**What to produce**
This task calls for every line of the material to be output verbatim.

**Data extracts**
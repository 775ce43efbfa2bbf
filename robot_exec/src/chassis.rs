//! Parameters structure for the chassis
//!
//! The chassis is closed loop by the motion control library behind
//! [`hw_if::eqpt::chassis::Chassis`]. This module only describes how the
//! drivetrain is built and how the library's controllers are tuned.

// ---------------------------------------------------------------------------
// IMPORTS
// ---------------------------------------------------------------------------

use serde::Deserialize;

// ---------------------------------------------------------------------------
// DATA STRUCTURES
// ---------------------------------------------------------------------------

/// Parameters for the chassis.
#[derive(Debug, Clone, Deserialize)]
pub struct ChassisParams {

    // ---- DRIVETRAIN ----

    /// Smart ports of the left drive motors, negative if reversed.
    pub left_motor_ports: Vec<i8>,

    /// Smart ports of the right drive motors, negative if reversed.
    pub right_motor_ports: Vec<i8>,

    /// Free speed of the motor cartridge.
    ///
    /// Units: rpm
    pub cartridge_rpm: f64,

    /// Speed of the driven wheels.
    ///
    /// Units: rpm
    pub drive_rpm: f64,

    /// Units: inches
    pub track_width_in: f64,

    /// Units: inches
    pub wheel_diameter_in: f64,

    /// How much the chassis drifts sideways in turns, 2 for omni wheels and
    /// 8 with traction wheels.
    pub horizontal_drift: f64,

    // ---- ODOMETRY ----

    /// Smart port of the inertial sensor.
    pub imu_port: u8,

    /// The vertical tracking wheel, if fitted.
    pub vertical_tracking_wheel: Option<TrackingWheelParams>,

    /// The horizontal tracking wheel, if fitted.
    pub horizontal_tracking_wheel: Option<TrackingWheelParams>,

    // ---- CONTROLLERS ----

    /// Lateral (distance) controller, errors in inches.
    pub lateral: ControllerGains,

    /// Angular (heading) controller, errors in degrees.
    pub angular: ControllerGains,
}

/// A tracking wheel on a rotation sensor.
#[derive(Debug, Clone, Copy, Deserialize)]
pub struct TrackingWheelParams {
    /// Smart port of the rotation sensor, negative if reversed.
    pub port: i8,

    /// Units: inches
    pub wheel_diameter_in: f64,

    /// Offset from the tracking centre, negative to the left or rear.
    ///
    /// Units: inches
    pub offset_in: f64,
}

/// Gains and exit conditions for one of the library's PID controllers.
#[derive(Debug, Clone, Copy, Deserialize)]
pub struct ControllerGains {
    pub kp: f64,
    pub ki: f64,
    pub kd: f64,

    /// Error magnitude below which the integral accumulates.
    pub anti_windup: f64,

    pub small_error: f64,

    /// Units: milliseconds
    pub small_error_timeout_ms: u32,

    pub large_error: f64,

    /// Units: milliseconds
    pub large_error_timeout_ms: u32,

    /// Maximum output change per cycle, 0 for no limit.
    pub slew: f64,
}

// ---------------------------------------------------------------------------
// IMPLEMENTATIONS
// ---------------------------------------------------------------------------

impl ChassisParams {
    /// Every smart port the chassis uses, negative for reversed motors.
    pub fn smart_ports(&self) -> Vec<i16> {
        let mut ports: Vec<i16> = self
            .left_motor_ports
            .iter()
            .chain(self.right_motor_ports.iter())
            .map(|p| *p as i16)
            .collect();

        ports.push(self.imu_port as i16);

        for wheel in [&self.vertical_tracking_wheel, &self.horizontal_tracking_wheel].iter() {
            if let Some(w) = wheel {
                ports.push(w.port as i16);
            }
        }

        ports
    }

    /// Ratio of wheel speed to motor free speed.
    pub fn gear_ratio(&self) -> f64 {
        self.drive_rpm / self.cartridge_rpm
    }

    /// Top linear speed of the chassis.
    ///
    /// Units: inches/second
    pub fn max_speed_ins(&self) -> f64 {
        self.drive_rpm / 60.0 * std::f64::consts::PI * self.wheel_diameter_in
    }
}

**Task result**
repository 775ce43efbfa2bbf
filename robot_exec/src/chassis.rs
//! Parameters structure for the chassis
//!
//! The chassis is closed loop by the motion control library behind
//! [`hw_if::eqpt::chassis::Chassis`]. This module only describes how the
//! drivetrain is built and how the library's controllers are tuned.

// ---------------------------------------------------------------------------
// IMPORTS
// ---------------------------------------------------------------------------

use serde::Deserialize;

// ---------------------------------------------------------------------------
// DATA STRUCTURES
// ---------------------------------------------------------------------------

/// Parameters for the chassis.
#[derive(Debug, Clone, Deserialize)]
pub struct ChassisParams {

    // ---- DRIVETRAIN ----

    /// Smart ports of the left drive motors, negative if reversed.
    pub left_motor_ports: Vec<i8>,

    /// Smart ports of the right drive motors, negative if reversed.
    pub right_motor_ports: Vec<i8>,

    /// Free speed of the motor cartridge.
    ///
    /// Units: rpm
    pub cartridge_rpm: f64,

    /// Speed of the driven wheels.
    ///
    /// Units: rpm
    pub drive_rpm: f64,

    /// Units: inches
    pub track_width_in: f64,

    /// Units: inches
    pub wheel_diameter_in: f64,

    /// How much the chassis drifts sideways in turns, 2 for omni wheels and
    /// 8 with traction wheels.
    pub horizontal_drift: f64,

    // ---- ODOMETRY ----

    /// Smart port of the inertial sensor.
    pub imu_port: u8,

    /// The vertical tracking wheel, if fitted.
    pub vertical_tracking_wheel: Option<TrackingWheelParams>,

    /// The horizontal tracking wheel, if fitted.
    pub horizontal_tracking_wheel: Option<TrackingWheelParams>,

    // ---- CONTROLLERS ----

    /// Lateral (distance) controller, errors in inches.
    pub lateral: ControllerGains,

    /// Angular (heading) controller, errors in degrees.
    pub angular: ControllerGains,
}

/// A tracking wheel on a rotation sensor.
#[derive(Debug, Clone, Copy, Deserialize)]
pub struct TrackingWheelParams {
    /// Smart port of the rotation sensor, negative if reversed.
    pub port: i8,

    /// Units: inches
    pub wheel_diameter_in: f64,

    /// Offset from the tracking centre, negative to the left or rear.
    ///
    /// Units: inches
    pub offset_in: f64,
}

/// Gains and exit conditions for one of the library's PID controllers.
#[derive(Debug, Clone, Copy, Deserialize)]
pub struct ControllerGains {
    pub kp: f64,
    pub ki: f64,
    pub kd: f64,

    /// Error magnitude below which the integral accumulates.
    pub anti_windup: f64,

    pub small_error: f64,

    /// Units: milliseconds
    pub small_error_timeout_ms: u32,

    pub large_error: f64,

    /// Units: milliseconds
    pub large_error_timeout_ms: u32,

    /// Maximum output change per cycle, 0 for no limit.
    pub slew: f64,
}

// ---------------------------------------------------------------------------
// IMPLEMENTATIONS
// ---------------------------------------------------------------------------

impl ChassisParams {
    /// Every smart port the chassis uses, negative for reversed motors.
    pub fn smart_ports(&self) -> Vec<i16> {
        let mut ports: Vec<i16> = self
            .left_motor_ports
            .iter()
            .chain(self.right_motor_ports.iter())
            .map(|p| *p as i16)
            .collect();

        ports.push(self.imu_port as i16);

        for wheel in [&self.vertical_tracking_wheel, &self.horizontal_tracking_wheel].iter() {
            if let Some(w) = wheel {
                ports.push(w.port as i16);
            }
        }

        ports
    }

    /// Ratio of wheel speed to motor free speed.
    pub fn gear_ratio(&self) -> f64 {
        self.drive_rpm / self.cartridge_rpm
    }

    /// Top linear speed of the chassis.
    ///
    /// Units: inches/second
    pub fn max_speed_ins(&self) -> f64 {
        self.drive_rpm / 60.0 * std::f64::consts::PI * self.wheel_diameter_in
    }
}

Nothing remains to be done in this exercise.